PROBLEM DETAILS —
Retype, word for word, every line of the records below starting at the one that contains "l2_normalize(&mut values);" and ending at the one that contains "let e = Embedding::normalized(vec![1.0, 2.0, 2.0]);"; include both of those lines and nothing more.

INFORMATION GIVEN —
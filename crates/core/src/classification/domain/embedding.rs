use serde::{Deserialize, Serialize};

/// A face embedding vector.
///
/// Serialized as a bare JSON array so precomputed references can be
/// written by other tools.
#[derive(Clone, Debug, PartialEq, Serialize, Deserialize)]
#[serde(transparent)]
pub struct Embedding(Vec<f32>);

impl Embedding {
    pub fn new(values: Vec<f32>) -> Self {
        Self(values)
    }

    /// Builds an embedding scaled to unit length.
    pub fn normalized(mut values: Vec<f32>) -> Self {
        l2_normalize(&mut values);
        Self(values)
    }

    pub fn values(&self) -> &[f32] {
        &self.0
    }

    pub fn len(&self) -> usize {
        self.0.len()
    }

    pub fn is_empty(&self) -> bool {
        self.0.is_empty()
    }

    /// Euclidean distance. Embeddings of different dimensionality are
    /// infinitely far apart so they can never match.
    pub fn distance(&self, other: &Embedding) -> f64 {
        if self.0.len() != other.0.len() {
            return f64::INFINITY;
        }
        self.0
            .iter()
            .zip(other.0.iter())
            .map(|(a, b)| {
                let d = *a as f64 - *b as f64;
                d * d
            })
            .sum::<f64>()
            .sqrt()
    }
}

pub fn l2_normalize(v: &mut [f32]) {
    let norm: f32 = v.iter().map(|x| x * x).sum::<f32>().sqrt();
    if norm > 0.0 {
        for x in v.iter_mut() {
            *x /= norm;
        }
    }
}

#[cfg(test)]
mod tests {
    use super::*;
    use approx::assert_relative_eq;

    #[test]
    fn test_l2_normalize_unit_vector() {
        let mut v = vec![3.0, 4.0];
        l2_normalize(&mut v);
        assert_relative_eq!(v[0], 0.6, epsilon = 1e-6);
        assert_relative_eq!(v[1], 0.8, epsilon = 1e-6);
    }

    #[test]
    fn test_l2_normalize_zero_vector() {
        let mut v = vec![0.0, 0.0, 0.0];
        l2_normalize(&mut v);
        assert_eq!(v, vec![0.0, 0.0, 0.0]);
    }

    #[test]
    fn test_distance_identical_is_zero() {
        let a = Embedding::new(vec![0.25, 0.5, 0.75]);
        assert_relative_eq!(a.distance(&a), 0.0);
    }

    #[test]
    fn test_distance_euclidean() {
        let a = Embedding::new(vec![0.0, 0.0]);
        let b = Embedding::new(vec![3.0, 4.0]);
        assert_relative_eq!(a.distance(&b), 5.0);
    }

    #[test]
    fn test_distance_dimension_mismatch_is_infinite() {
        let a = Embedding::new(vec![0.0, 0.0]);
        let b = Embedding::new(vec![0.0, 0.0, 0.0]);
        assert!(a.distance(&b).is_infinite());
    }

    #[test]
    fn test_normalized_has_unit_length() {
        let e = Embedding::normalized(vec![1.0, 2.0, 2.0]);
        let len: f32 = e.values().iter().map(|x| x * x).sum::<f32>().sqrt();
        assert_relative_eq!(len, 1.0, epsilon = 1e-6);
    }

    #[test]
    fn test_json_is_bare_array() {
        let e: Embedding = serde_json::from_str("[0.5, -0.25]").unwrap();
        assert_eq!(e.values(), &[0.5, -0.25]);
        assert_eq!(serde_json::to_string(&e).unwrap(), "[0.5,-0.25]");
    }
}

WRITTEN RESPONSE —
        l2_normalize(&mut values);
        Self(values)
    }

    pub fn values(&self) -> &[f32] {
        &self.0
    }

    pub fn len(&self) -> usize {
        self.0.len()
    }

    pub fn is_empty(&self) -> bool {
        self.0.is_empty()
    }

    /// Euclidean distance. Embeddings of different dimensionality are
    /// infinitely far apart so they can never match.
    pub fn distance(&self, other: &Embedding) -> f64 {
        if self.0.len() != other.0.len() {
            return f64::INFINITY;
        }
        self.0
            .iter()
            .zip(other.0.iter())
            .map(|(a, b)| {
                let d = *a as f64 - *b as f64;
                d * d
            })
            .sum::<f64>()
            .sqrt()
    }
}

pub fn l2_normalize(v: &mut [f32]) {
    let norm: f32 = v.iter().map(|x| x * x).sum::<f32>().sqrt();
    if norm > 0.0 {
        for x in v.iter_mut() {
            *x /= norm;
        }
    }
}

#[cfg(test)]
mod tests {
    use super::*;
    use approx::assert_relative_eq;

    #[test]
    fn test_l2_normalize_unit_vector() {
        let mut v = vec![3.0, 4.0];
        l2_normalize(&mut v);
        assert_relative_eq!(v[0], 0.6, epsilon = 1e-6);
        assert_relative_eq!(v[1], 0.8, epsilon = 1e-6);
    }

    #[test]
    fn test_l2_normalize_zero_vector() {
        let mut v = vec![0.0, 0.0, 0.0];
        l2_normalize(&mut v);
        assert_eq!(v, vec![0.0, 0.0, 0.0]);
    }

    #[test]
    fn test_distance_identical_is_zero() {
        let a = Embedding::new(vec![0.25, 0.5, 0.75]);
        assert_relative_eq!(a.distance(&a), 0.0);
    }

    #[test]
    fn test_distance_euclidean() {
        let a = Embedding::new(vec![0.0, 0.0]);
        let b = Embedding::new(vec![3.0, 4.0]);
        assert_relative_eq!(a.distance(&b), 5.0);
    }

    #[test]
    fn test_distance_dimension_mismatch_is_infinite() {
        let a = Embedding::new(vec![0.0, 0.0]);
        let b = Embedding::new(vec![0.0, 0.0, 0.0]);
        assert!(a.distance(&b).is_infinite());
    }

    #[test]
    fn test_normalized_has_unit_length() {
        let e = Embedding::normalized(vec![1.0, 2.0, 2.0]);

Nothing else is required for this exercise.